Fijé la vista en el suelo a fin de evitar las miradas de los aldeanos. Noté sus ojos en mi cuerpo como si fueran manos. La vergüenza me palpitaba en las mejillas.
Se me revolvió el estómago al percibir olor a pan, y me di cuenta de que estábamos pasando por delante del puesto del panadero. Me pregunté si los Dinsdale, los panaderos, estarían contemplando el espectáculo. El invierno anterior había curado las fiebres de su hija. Me pregunté quién más sería testigo, quién más se alegraría al dejarme en los brazos de ese destino. Me pregunté si Grace estaría allí o si ya se encontraría en Lancaster.
Me subieron al carro con suma facilidad, como si mi cuerpo no pesara nada.
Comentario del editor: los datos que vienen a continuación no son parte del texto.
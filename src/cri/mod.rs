//! Generated bindings for the CRI `runtime.v1` API.
//!
//! Every message derives serde with camelCase keys so the output layer can
//! render responses directly. Enum-typed fields go through [`enum_names`] and
//! serialize as their proto names (`CONTAINER_RUNNING`) rather than numbers.

pub mod v1 {
    tonic::include_proto!("runtime.v1");
}

pub use v1::*;

pub mod enum_names {
    use serde::de::Error as _;
    use serde::{Deserialize, Deserializer, Serializer};

    trait ProtoEnum: Sized + Into<i32> + TryFrom<i32> {
        fn name(&self) -> &'static str;
        fn parse(name: &str) -> Option<Self>;
    }

    #[derive(Deserialize)]
    #[serde(untagged)]
    enum Raw {
        Number(i32),
        Name(String),
    }

    fn serialize_enum<E: ProtoEnum, S: Serializer>(
        value: i32,
        serializer: S,
    ) -> Result<S::Ok, S::Error> {
        match E::try_from(value) {
            Ok(known) => serializer.serialize_str(known.name()),
            // Unknown values from newer runtimes still round-trip.
            Err(_) => serializer.serialize_i32(value),
        }
    }

    fn deserialize_enum<'de, E: ProtoEnum, D: Deserializer<'de>>(
        deserializer: D,
    ) -> Result<i32, D::Error> {
        match Raw::deserialize(deserializer)? {
            Raw::Number(value) => Ok(value),
            Raw::Name(name) => E::parse(&name)
                .map(Into::into)
                .ok_or_else(|| D::Error::custom(format!("unknown enum value {name:?}"))),
        }
    }

    macro_rules! proto_enums {
        ($($module:ident => $ty:ident),* $(,)?) => {$(
            impl ProtoEnum for super::v1::$ty {
                fn name(&self) -> &'static str {
                    self.as_str_name()
                }

                fn parse(name: &str) -> Option<Self> {
                    Self::from_str_name(name)
                }
            }

            pub mod $module {
                use serde::{Deserializer, Serializer};

                pub fn serialize<S: Serializer>(value: &i32, serializer: S) -> Result<S::Ok, S::Error> {
                    super::serialize_enum::<super::super::v1::$ty, S>(*value, serializer)
                }

                pub fn deserialize<'de, D: Deserializer<'de>>(deserializer: D) -> Result<i32, D::Error> {
                    super::deserialize_enum::<super::super::v1::$ty, D>(deserializer)
                }
            }
        )*};
    }

    proto_enums! {
        protocol => Protocol,
        mount_propagation => MountPropagation,
        namespace_mode => NamespaceMode,
        pod_sandbox_state => PodSandboxState,
        container_state => ContainerState,
        container_event_type => ContainerEventType,
    }
}

/// Proto name of a container state, or the raw number when unknown.
pub fn container_state_name(value: i32) -> String {
    ContainerState::try_from(value)
        .map(|state| state.as_str_name().to_string())
        .unwrap_or_else(|_| value.to_string())
}

/// Proto name of a sandbox state, or the raw number when unknown.
pub fn pod_sandbox_state_name(value: i32) -> String {
    PodSandboxState::try_from(value)
        .map(|state| state.as_str_name().to_string())
        .unwrap_or_else(|_| value.to_string())
}

/// Proto name of a container event type, or the raw number when unknown.
pub fn event_type_name(value: i32) -> String {
    ContainerEventType::try_from(value)
        .map(|kind| kind.as_str_name().to_string())
        .unwrap_or_else(|_| value.to_string())
}
use std::io::Write;

use tabwriter::TabWriter;

use crate::errors::{CliError, CliResult};

pub const POD_COLUMNS: &[&str] = &[
    "POD ID", "CREATED", "STATE", "NAME", "NAMESPACE", "ATTEMPT", "RUNTIME",
];
pub const CONTAINER_COLUMNS: &[&str] = &[
    "CONTAINER", "IMAGE", "CREATED", "STATE", "NAME", "ATTEMPT", "POD ID", "POD",
];
pub const IMAGE_COLUMNS: &[&str] = &["IMAGE", "TAG", "IMAGE ID", "SIZE"];
pub const IMAGE_DIGEST_COLUMNS: &[&str] = &["IMAGE", "TAG", "DIGEST", "IMAGE ID", "SIZE"];
pub const CONTAINER_STATS_COLUMNS: &[&str] = &["CONTAINER", "NAME", "CPU %", "MEM", "DISK", "INODES"];
pub const POD_STATS_COLUMNS: &[&str] = &["POD", "NAME", "CPU %", "MEM"];

/// Column-aligned text table with a static header.
#[derive(Debug, Clone)]
pub struct Table {
    columns: &'static [&'static str],
    rows: Vec<Vec<String>>,
    header: bool,
}

impl Table {
    pub fn new(columns: &'static [&'static str]) -> Self {
        Self {
            columns,
            rows: Vec::new(),
            header: true,
        }
    }

    /// Drops the header row, as `--quiet` style listings do.
    pub fn without_header(mut self) -> Self {
        self.header = false;
        self
    }

    pub fn push(&mut self, row: Vec<String>) {
        self.rows.push(row);
    }

    pub fn len(&self) -> usize {
        self.rows.len()
    }

    pub fn is_empty(&self) -> bool {
        self.rows.is_empty()
    }

    pub fn render(&self) -> CliResult<String> {
        let mut tw = TabWriter::new(vec![]).minwidth(12).padding(3);

        if self.header {
            writeln!(tw, "{}", self.columns.join("\t"))?;
        }
        for row in &self.rows {
            writeln!(tw, "{}", row.join("\t"))?;
        }
        tw.flush()?;

        let bytes = tw
            .into_inner()
            .map_err(|err| CliError::Io(std::io::Error::other(err.to_string())))?;
        let text = String::from_utf8_lossy(&bytes);

        let mut out = String::with_capacity(text.len());
        for line in text.lines() {
            out.push_str(line.trim_end());
            out.push('\n');
        }
        Ok(out)
    }
}

#[cfg(test)]
mod tests {
    use super::*;

    #[test]
    fn aligns_columns_and_trims_trailing_space() {
        let mut table = Table::new(IMAGE_COLUMNS);
        table.push(vec![
            "docker.io/library/busybox".into(),
            "latest".into(),
            "a416a98b71e22".into(),
            "4.27MB".into(),
        ]);
        let text = table.render().unwrap();
        let lines: Vec<_> = text.lines().collect();

        assert_eq!(lines.len(), 2);
        assert!(lines[0].starts_with("IMAGE"));
        assert_eq!(
            lines[0].find("TAG"),
            lines[1].find("latest"),
            "columns should line up: {text}"
        );
        assert!(lines.iter().all(|line| !line.ends_with(' ')));
    }

    #[test]
    fn headerless_table_renders_only_rows() {
        let mut table = Table::new(CONTAINER_COLUMNS).without_header();
        table.push(vec!["abc".into()]);
        assert_eq!(table.render().unwrap(), "abc\n");
    }
}
pub mod commands;
pub mod session;

use std::path::PathBuf;
use std::time::Duration;

use clap::{Args, Parser, Subcommand};

use crate::config::{Overrides, TracingOptions, DEFAULT_TRACING_ENDPOINT};
use crate::errors::CliResult;
pub use session::Session;

/// crictl - client for CRI container runtimes
#[derive(Parser, Debug)]
#[clap(name = "crictl", author, version, about = "Client for CRI container runtimes")]
#[clap(propagate_version = true)]
pub struct Cli {
    #[clap(subcommand)]
    pub command: Commands,

    /// Container runtime endpoint, e.g. unix:///run/crio/crio.sock
    #[clap(short = 'r', long, env = "CONTAINER_RUNTIME_ENDPOINT")]
    pub runtime_endpoint: Option<String>,

    /// Image service endpoint; defaults to the runtime endpoint
    #[clap(short = 'i', long, env = "IMAGE_SERVICE_ENDPOINT")]
    pub image_endpoint: Option<String>,

    /// Per-call timeout, e.g. 2s or 200ms (bare numbers are seconds)
    #[clap(short = 't', long, value_parser = parse_timeout)]
    pub timeout: Option<Duration>,

    /// Enable debug logging
    #[clap(short = 'D', long)]
    pub debug: bool,

    /// Client config file
    #[clap(short = 'c', long, env = "CRICTL_CONFIG")]
    pub config: Option<PathBuf>,

    /// Export client spans to an OTLP collector
    #[clap(long)]
    pub enable_tracing: bool,

    /// OTLP/gRPC collector address
    #[clap(long, default_value = DEFAULT_TRACING_ENDPOINT)]
    pub tracing_endpoint: String,

    /// Sampling rate per million traces; negative samples everything
    #[clap(long, default_value_t = -1, allow_negative_numbers = true)]
    pub tracing_sampling_rate_per_million: i64,
}

impl Cli {
    pub fn overrides(&self) -> Overrides {
        Overrides {
            runtime_endpoint: self.runtime_endpoint.clone(),
            image_endpoint: self.image_endpoint.clone(),
            timeout: self.timeout,
            debug: self.debug,
            config_path: self.config.clone(),
            tracing: self.enable_tracing.then(|| TracingOptions {
                endpoint: self.tracing_endpoint.clone(),
                sampling_rate_per_million: self.tracing_sampling_rate_per_million,
            }),
        }
    }
}

fn parse_timeout(raw: &str) -> Result<Duration, String> {
    if let Ok(secs) = raw.parse::<u64>() {
        return Ok(Duration::from_secs(secs));
    }
    humantime::parse_duration(raw).map_err(|err| err.to_string())
}

/// `--output` / `--template` pair accepted by rendering verbs.
#[derive(Args, Debug, Clone, Default)]
pub struct OutputArgs {
    /// Output format: table, json, yaml or go-template
    #[clap(short = 'o', long)]
    pub output: Option<String>,

    /// Go template used with --output=go-template
    #[clap(long)]
    pub template: Option<String>,
}

#[derive(Subcommand, Debug)]
pub enum Commands {
    /// Display runtime version information
    Version,

    /// Display runtime status and configuration
    Info {
        #[clap(flatten)]
        output: OutputArgs,
    },

    /// List pod sandboxes
    Pods(commands::sandbox::PodsArgs),

    /// List containers
    Ps(commands::container::PsArgs),

    /// List images
    #[clap(alias = "image", alias = "img")]
    Images(commands::image::ImagesArgs),

    /// Display the status of one or more containers
    Inspect {
        #[clap(required = true)]
        ids: Vec<String>,
        #[clap(flatten)]
        output: OutputArgs,
    },

    /// Display the status of one or more pod sandboxes
    Inspectp {
        #[clap(required = true)]
        ids: Vec<String>,
        #[clap(flatten)]
        output: OutputArgs,
    },

    /// Display the status of one or more images
    Inspecti {
        #[clap(required = true)]
        images: Vec<String>,
        #[clap(flatten)]
        output: OutputArgs,
    },

    /// Run a new pod sandbox from a config file
    Runp(commands::create::RunpArgs),

    /// Create a container in an existing pod sandbox
    Create(commands::create::CreateArgs),

    /// Run a pod sandbox and a container in it
    Run(commands::create::RunArgs),

    /// Start one or more created containers
    Start {
        #[clap(required = true)]
        ids: Vec<String>,
    },

    /// Stop one or more running containers
    Stop {
        #[clap(required = true)]
        ids: Vec<String>,

        /// Seconds to wait before killing the container
        #[clap(short = 't', long, default_value = "0")]
        timeout: i64,
    },

    /// Remove one or more containers
    Rm(commands::lifecycle::RmArgs),

    /// Stop one or more running pod sandboxes
    Stopp {
        #[clap(required = true)]
        ids: Vec<String>,
    },

    /// Remove one or more pod sandboxes
    Rmp(commands::sandbox::RmpArgs),

    /// Pull an image from a registry
    Pull(commands::image::PullArgs),

    /// Remove one or more images
    Rmi(commands::image::RmiArgs),

    /// Run a command in a running container
    Exec(commands::exec::ExecArgs),

    /// Attach to a running container
    Attach(commands::exec::AttachArgs),

    /// Forward local ports to a pod sandbox
    PortForward(commands::exec::PortForwardArgs),

    /// Fetch the logs of a container
    Logs(commands::logs::LogsArgs),

    /// Stream container events
    Events {
        #[clap(flatten)]
        output: OutputArgs,
    },

    /// List container resource usage statistics
    Stats(commands::stats::StatsArgs),

    /// List pod sandbox resource usage statistics
    Statsp(commands::stats::StatspArgs),
}

impl Commands {
    pub fn name(&self) -> &'static str {
        match self {
            Commands::Version => "version",
            Commands::Info { .. } => "info",
            Commands::Pods(_) => "pods",
            Commands::Ps(_) => "ps",
            Commands::Images(_) => "images",
            Commands::Inspect { .. } => "inspect",
            Commands::Inspectp { .. } => "inspectp",
            Commands::Inspecti { .. } => "inspecti",
            Commands::Runp(_) => "runp",
            Commands::Create(_) => "create",
            Commands::Run(_) => "run",
            Commands::Start { .. } => "start",
            Commands::Stop { .. } => "stop",
            Commands::Rm(_) => "rm",
            Commands::Stopp { .. } => "stopp",
            Commands::Rmp(_) => "rmp",
            Commands::Pull(_) => "pull",
            Commands::Rmi(_) => "rmi",
            Commands::Exec(_) => "exec",
            Commands::Attach(_) => "attach",
            Commands::PortForward(_) => "port-forward",
            Commands::Logs(_) => "logs",
            Commands::Events { .. } => "events",
            Commands::Stats(_) => "stats",
            Commands::Statsp(_) => "statsp",
        }
    }
}

/// Route a parsed verb to its handler. Returns the process exit code.
pub async fn dispatch(command: Commands, session: &Session) -> CliResult<u8> {
    use commands::*;

    match command {
        Commands::Version => info::handle_version(session).await,
        Commands::Info { output } => info::handle_info(session, &output).await,
        Commands::Pods(args) => sandbox::handle_pods(session, &args).await,
        Commands::Ps(args) => container::handle_ps(session, &args).await,
        Commands::Images(args) => image::handle_images(session, &args).await,
        Commands::Inspect { ids, output } => container::handle_inspect(session, &ids, &output).await,
        Commands::Inspectp { ids, output } => sandbox::handle_inspectp(session, &ids, &output).await,
        Commands::Inspecti { images, output } => {
            image::handle_inspecti(session, &images, &output).await
        }
        Commands::Runp(args) => create::handle_runp(session, &args).await,
        Commands::Create(args) => create::handle_create(session, &args).await,
        Commands::Run(args) => create::handle_run(session, &args).await,
        Commands::Start { ids } => lifecycle::handle_start(session, &ids).await,
        Commands::Stop { ids, timeout } => lifecycle::handle_stop(session, &ids, timeout).await,
        Commands::Rm(args) => lifecycle::handle_remove(session, &args).await,
        Commands::Stopp { ids } => sandbox::handle_stopp(session, &ids).await,
        Commands::Rmp(args) => sandbox::handle_rmp(session, &args).await,
        Commands::Pull(args) => image::handle_pull(session, &args).await,
        Commands::Rmi(args) => image::handle_rmi(session, &args).await,
        Commands::Exec(args) => exec::handle_exec(session, &args).await,
        Commands::Attach(args) => exec::handle_attach(session, &args).await,
        Commands::PortForward(args) => exec::handle_port_forward(session, &args).await,
        Commands::Logs(args) => logs::handle_logs(session, &args).await,
        Commands::Events { output } => events::handle_events(session, &output).await,
        Commands::Stats(args) => stats::handle_stats(session, &args).await,
        Commands::Statsp(args) => stats::handle_statsp(session, &args).await,
    }
}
La mula era un pobre animal que parecía casi tan famélico como yo; se le marcaban las costillas debajo de la anodina manta que la cubría. Quise alargar una mano y acariciarla, sentir el latido de su sangre bajo la piel, pero no me atreví.
En cuanto nos pusimos en marcha, uno de los hombres me dio un poco de agua y una hogaza de pan duro. Lo desmenucé con los dedos y me lo comí antes de inclinarme por el borde del carro y vomitarlo todo. El hombre más bajo se rio, su aliento rancio contra mi cara. Me recosté en el asiento y ladeé la cabeza para así poder ver el paisaje a medida que avanzábamos.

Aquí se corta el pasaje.